Ventricular aneurysm: how to recognise it?

A ventricular aneurysm is a district dilatation of a portion of the ventricular wall, made up of fibrous tissue. In simpler terms, it is a pathological situation characterised by the fact that part of the heart muscle is replaced by a scar

As one of the most dreaded complications of a heart attack, it is necessary to be able to recognise the signs and immediately contact a specialist for the most appropriate treatment.

The causes of ventricular aneurysm: how it manifests itself

In the western world, the most common form of ventricular aneurysm is the ischaemic form and is one of the worst complications of myocardial infarction, which is not properly treated.

The most common is the one involving the left ventricle.

In the past, this form of aneurysm developed in approximately 10-30% of acute myocardial infarctions; today, its prevalence seems to have decreased, thanks to improvements in the treatment of patients with this type of disease.

If not properly treated, the infarction can cause extensive scar formation in the heart tissue and, over time, give rise to a tissue called dyskinetic tissue.

The heart wall extends beyond the profile of the heart, creating, systole after systole, a deformation of its shape.

The presence of the aneurysm thus gives rise to an alteration in the curvature and thickness of the ventricle, which thins, leading to remodelling and an alteration in ventricular performance.

Symptoms of ventricular aneurysm

Small aneurysms tend to be asymptomatic.

If the scar tissue is larger, the most common symptoms that develop are:

  • asthenia;
  • dyspnoea;
  • chest pain;
  • palpitations;
  • syncope.

What are the consequences of ventricular aneurysm

The most frequent complications are

  • hyperkinetic ventricular arrhythmias;
  • heart failure;
  • cardiac tamponade;
  • systemic thromboembolism (in a small percentage).

How to diagnose a ventricular aneurysm

The diagnostic tools most commonly used in the diagnosis of ventricular aneurysm are:

  • anamnesis and study of previous infarct documentation;
  • colordoppler echocardiography;
  • magnetic resonance imaging with cardiac contrast medium, which makes it possible to identify the aneurysm, the limits between the scar and healthy muscle and thus assess its extent;
  • ventriculography, which makes it possible to highlight areas of akinesia and dyskinesia and the presence of thrombi within the aneurysm;
  • arrhythmological evaluation.

How to treat a left ventricular aneurysm

For small aneurysms and asymptomatic aneurysms, it is possible to proceed with only monitoring over time, with a 5-year survival rate of 90%.

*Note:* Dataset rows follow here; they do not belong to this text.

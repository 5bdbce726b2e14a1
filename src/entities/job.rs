//! Persistence shape of a job. Scalar/filterable attributes are first-class
//! columns; owned collections travel as Json payloads and are replaced
//! wholesale on save, so a row is always one consistent aggregate version.

use chrono::{DateTime, Utc};
use sea_orm::entity::prelude::*;
use sea_orm::Set;
use serde::de::DeserializeOwned;
use serde::{Deserialize, Serialize};
use uuid::Uuid;

use crate::errors::ServiceError;
use crate::models::job::{JobAggregate, JobPriority, JobSource, JobStatus, Schedule};

#[derive(Clone, Debug, PartialEq, DeriveEntityModel, Serialize, Deserialize)]
#[sea_orm(table_name = "jobs")]
pub struct Model {
    #[sea_orm(primary_key, auto_increment = false)]
    pub id: Uuid,
    pub tenant: String,
    pub code: String,
    #[sea_orm(column_type = "Json")]
    pub title: serde_json::Value,
    #[sea_orm(column_type = "Json")]
    pub description: serde_json::Value,
    pub source: JobSource,
    pub status: JobStatus,
    pub priority: JobPriority,
    #[sea_orm(column_type = "Json")]
    pub tags: serde_json::Value,
    pub is_active: bool,
    pub apartment_id: Option<Uuid>,
    pub service_id: Option<Uuid>,
    pub contract_id: Option<Uuid>,
    pub category_id: Option<Uuid>,
    pub planned_start: Option<DateTime<Utc>>,
    pub planned_end: Option<DateTime<Utc>>,
    pub due_at: Option<DateTime<Utc>>,
    pub started_at: Option<DateTime<Utc>>,
    pub paused_at: Option<DateTime<Utc>>,
    pub resumed_at: Option<DateTime<Utc>>,
    pub completed_at: Option<DateTime<Utc>>,
    pub cancelled_at: Option<DateTime<Utc>>,
    pub accrued_seconds: i64,
    pub actual_duration_minutes: Option<i64>,
    pub on_time: Option<bool>,
    /// Comma-joined assignee ids; lets SQL filter by employee without
    /// unpacking the assignments payload.
    pub assignee_ids: String,
    #[sea_orm(column_type = "Json")]
    pub assignments: serde_json::Value,
    #[sea_orm(column_type = "Json")]
    pub steps: serde_json::Value,
    #[sea_orm(column_type = "Json")]
    pub materials: serde_json::Value,
    #[sea_orm(column_type = "Json", nullable)]
    pub deliverables: Option<serde_json::Value>,
    #[sea_orm(column_type = "Json")]
    pub finance: serde_json::Value,
    pub pause_reason: Option<String>,
    pub cancel_reason: Option<String>,
    /// Lowercased code plus localized titles, for the `q` free-text filter.
    pub search_text: String,
    pub created_at: DateTime<Utc>,
    pub updated_at: DateTime<Utc>,
    pub version: i32,
}

#[derive(Copy, Clone, Debug, EnumIter, DeriveRelation)]
pub enum Relation {}

impl ActiveModelBehavior for ActiveModel {}

fn to_json<T: Serialize>(value: &T, what: &str) -> Result<serde_json::Value, ServiceError> {
    serde_json::to_value(value)
        .map_err(|e| ServiceError::SerializationError(format!("encoding {what}: {e}")))
}

fn from_json<T: DeserializeOwned>(
    value: serde_json::Value,
    what: &str,
) -> Result<T, ServiceError> {
    serde_json::from_value(value)
        .map_err(|e| ServiceError::SerializationError(format!("decoding {what}: {e}")))
}

pub fn assignee_ids(job: &JobAggregate) -> String {
    job.assignments
        .iter()
        .map(|a| a.employee_ref.to_string())
        .collect::<Vec<_>>()
        .join(",")
}

pub fn search_text(job: &JobAggregate) -> String {
    let mut parts = vec![job.code.to_lowercase()];
    parts.extend(job.title.values().map(|t| t.to_lowercase()));
    parts.join(" ")
}

impl Model {
    pub fn into_aggregate(self) -> Result<JobAggregate, ServiceError> {
        Ok(JobAggregate {
            id: self.id,
            tenant: self.tenant,
            code: self.code,
            title: from_json(self.title, "title")?,
            description: from_json(self.description, "description")?,
            source: self.source,
            status: self.status,
            priority: self.priority,
            tags: from_json(self.tags, "tags")?,
            is_active: self.is_active,
            apartment_ref: self.apartment_id,
            service_ref: self.service_id,
            contract_ref: self.contract_id,
            category_ref: self.category_id,
            schedule: Schedule {
                planned_start: self.planned_start,
                planned_end: self.planned_end,
                due_at: self.due_at,
                started_at: self.started_at,
                paused_at: self.paused_at,
                resumed_at: self.resumed_at,
                completed_at: self.completed_at,
                cancelled_at: self.cancelled_at,
                accrued_seconds: self.accrued_seconds,
                actual_duration_minutes: self.actual_duration_minutes,
                on_time: self.on_time,
            },
            assignments: from_json(self.assignments, "assignments")?,
            steps: from_json(self.steps, "steps")?,
            materials: from_json(self.materials, "materials")?,
            deliverables: match self.deliverables {
                Some(value) => Some(from_json(value, "deliverables")?),
                None => None,
            },
            finance: from_json(self.finance, "finance")?,
            pause_reason: self.pause_reason,
            cancel_reason: self.cancel_reason,
            created_at: self.created_at,
            updated_at: self.updated_at,
            version: self.version,
        })
    }
}

/// Build a fully-set active model for the aggregate at the given version.
/// Every column is written; saves replace the whole row atomically.
pub fn active_model_from(
    job: &JobAggregate,
    version: i32,
) -> Result<ActiveModel, ServiceError> {
    Ok(ActiveModel {
        id: Set(job.id),
        tenant: Set(job.tenant.clone()),
        code: Set(job.code.clone()),
        title: Set(to_json(&job.title, "title")?),
        description: Set(to_json(&job.description, "description")?),
        source: Set(job.source),
        status: Set(job.status),
        priority: Set(job.priority),
        tags: Set(to_json(&job.tags, "tags")?),
        is_active: Set(job.is_active),
        apartment_id: Set(job.apartment_ref),
        service_id: Set(job.service_ref),
        contract_id: Set(job.contract_ref),
        category_id: Set(job.category_ref),
        planned_start: Set(job.schedule.planned_start),
        planned_end: Set(job.schedule.planned_end),
        due_at: Set(job.schedule.due_at),
        started_at: Set(job.schedule.started_at),
        paused_at: Set(job.schedule.paused_at),
        resumed_at: Set(job.schedule.resumed_at),
        completed_at: Set(job.schedule.completed_at),
        cancelled_at: Set(job.schedule.cancelled_at),
        accrued_seconds: Set(job.schedule.accrued_seconds),
        actual_duration_minutes: Set(job.schedule.actual_duration_minutes),
        on_time: Set(job.schedule.on_time),
        assignee_ids: Set(assignee_ids(job)),
        assignments: Set(to_json(&job.assignments, "assignments")?),
        steps: Set(to_json(&job.steps, "steps")?),
        materials: Set(to_json(&job.materials, "materials")?),
        deliverables: Set(match &job.deliverables {
            Some(d) => Some(to_json(d, "deliverables")?),
            None => None,
        }),
        finance: Set(to_json(&job.finance, "finance")?),
        pause_reason: Set(job.pause_reason.clone()),
        cancel_reason: Set(job.cancel_reason.clone()),
        search_text: Set(search_text(job)),
        created_at: Set(job.created_at),
        updated_at: Set(job.updated_at),
        version: Set(version),
    })
}

#[cfg(test)]
mod tests {
    use super::*;
    use crate::models::job::{Assignment, AssigneeRole};
    use chrono::Utc;

    #[test]
    fn aggregate_round_trips_through_the_row_shape() {
        let mut job = JobAggregate::new("acme", "JOB-050", "EUR", Utc::now());
        job.title.insert("en".into(), "Boiler service".into());
        job.assignments.push(Assignment {
            employee_ref: Uuid::new_v4(),
            role: AssigneeRole::Lead,
            planned_minutes: 60,
            actual_minutes: 0,
            time_entry_refs: vec![],
        });

        let active = active_model_from(&job, 3).unwrap();
        let model = Model {
            id: job.id,
            tenant: job.tenant.clone(),
            code: job.code.clone(),
            title: active.title.clone().unwrap(),
            description: active.description.clone().unwrap(),
            source: job.source,
            status: job.status,
            priority: job.priority,
            tags: active.tags.clone().unwrap(),
            is_active: job.is_active,
            apartment_id: None,
            service_id: None,
            contract_id: None,
            category_id: None,
            planned_start: None,
            planned_end: None,
            due_at: None,
            started_at: None,
            paused_at: None,
            resumed_at: None,
            completed_at: None,
            cancelled_at: None,
            accrued_seconds: 0,
            actual_duration_minutes: None,
            on_time: None,
            assignee_ids: active.assignee_ids.clone().unwrap(),
            assignments: active.assignments.clone().unwrap(),
            steps: active.steps.clone().unwrap(),
            materials: active.materials.clone().unwrap(),
            deliverables: None,
            finance: active.finance.clone().unwrap(),
            pause_reason: None,
            cancel_reason: None,
            search_text: active.search_text.clone().unwrap(),
            created_at: job.created_at,
            updated_at: job.updated_at,
            version: 3,
        };

        let restored = model.into_aggregate().unwrap();
        assert_eq!(restored.code, "JOB-050");
        assert_eq!(restored.assignments, job.assignments);
        assert_eq!(restored.version, 3);
        assert!(search_text(&job).contains("boiler service"));
    }
}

The treatment of left ventricular aneurysms can be medical or surgical.

Medical therapy aims at treating the symptoms and preventing complications of the pathology.

Surgery is the strategy of choice for the treatment of ventricular aneurysms that are symptomatic or jeopardise heart function over time: it is effective in improving cardiac performance and increases patients’ life expectancy.

The indication for cardiac surgery is based on:

  • size of the aneurysm
  • expansion over time;
  • association with persistent angina, refractory heart failure, thromboembolism or major arrhythmias.

The close collaboration with the imaging cardiologist and electrophysiology cardiologists, who study the electrical dysfunctions of the heart, makes it possible to finalise efforts towards an optimal success of the intervention.

The approach I use the most is that of extracorporeal circulation and beating-heart surgery, which excludes the scarred areas, reconnecting the functioning areas of the heart muscle and restoring the original conical shape of the heart.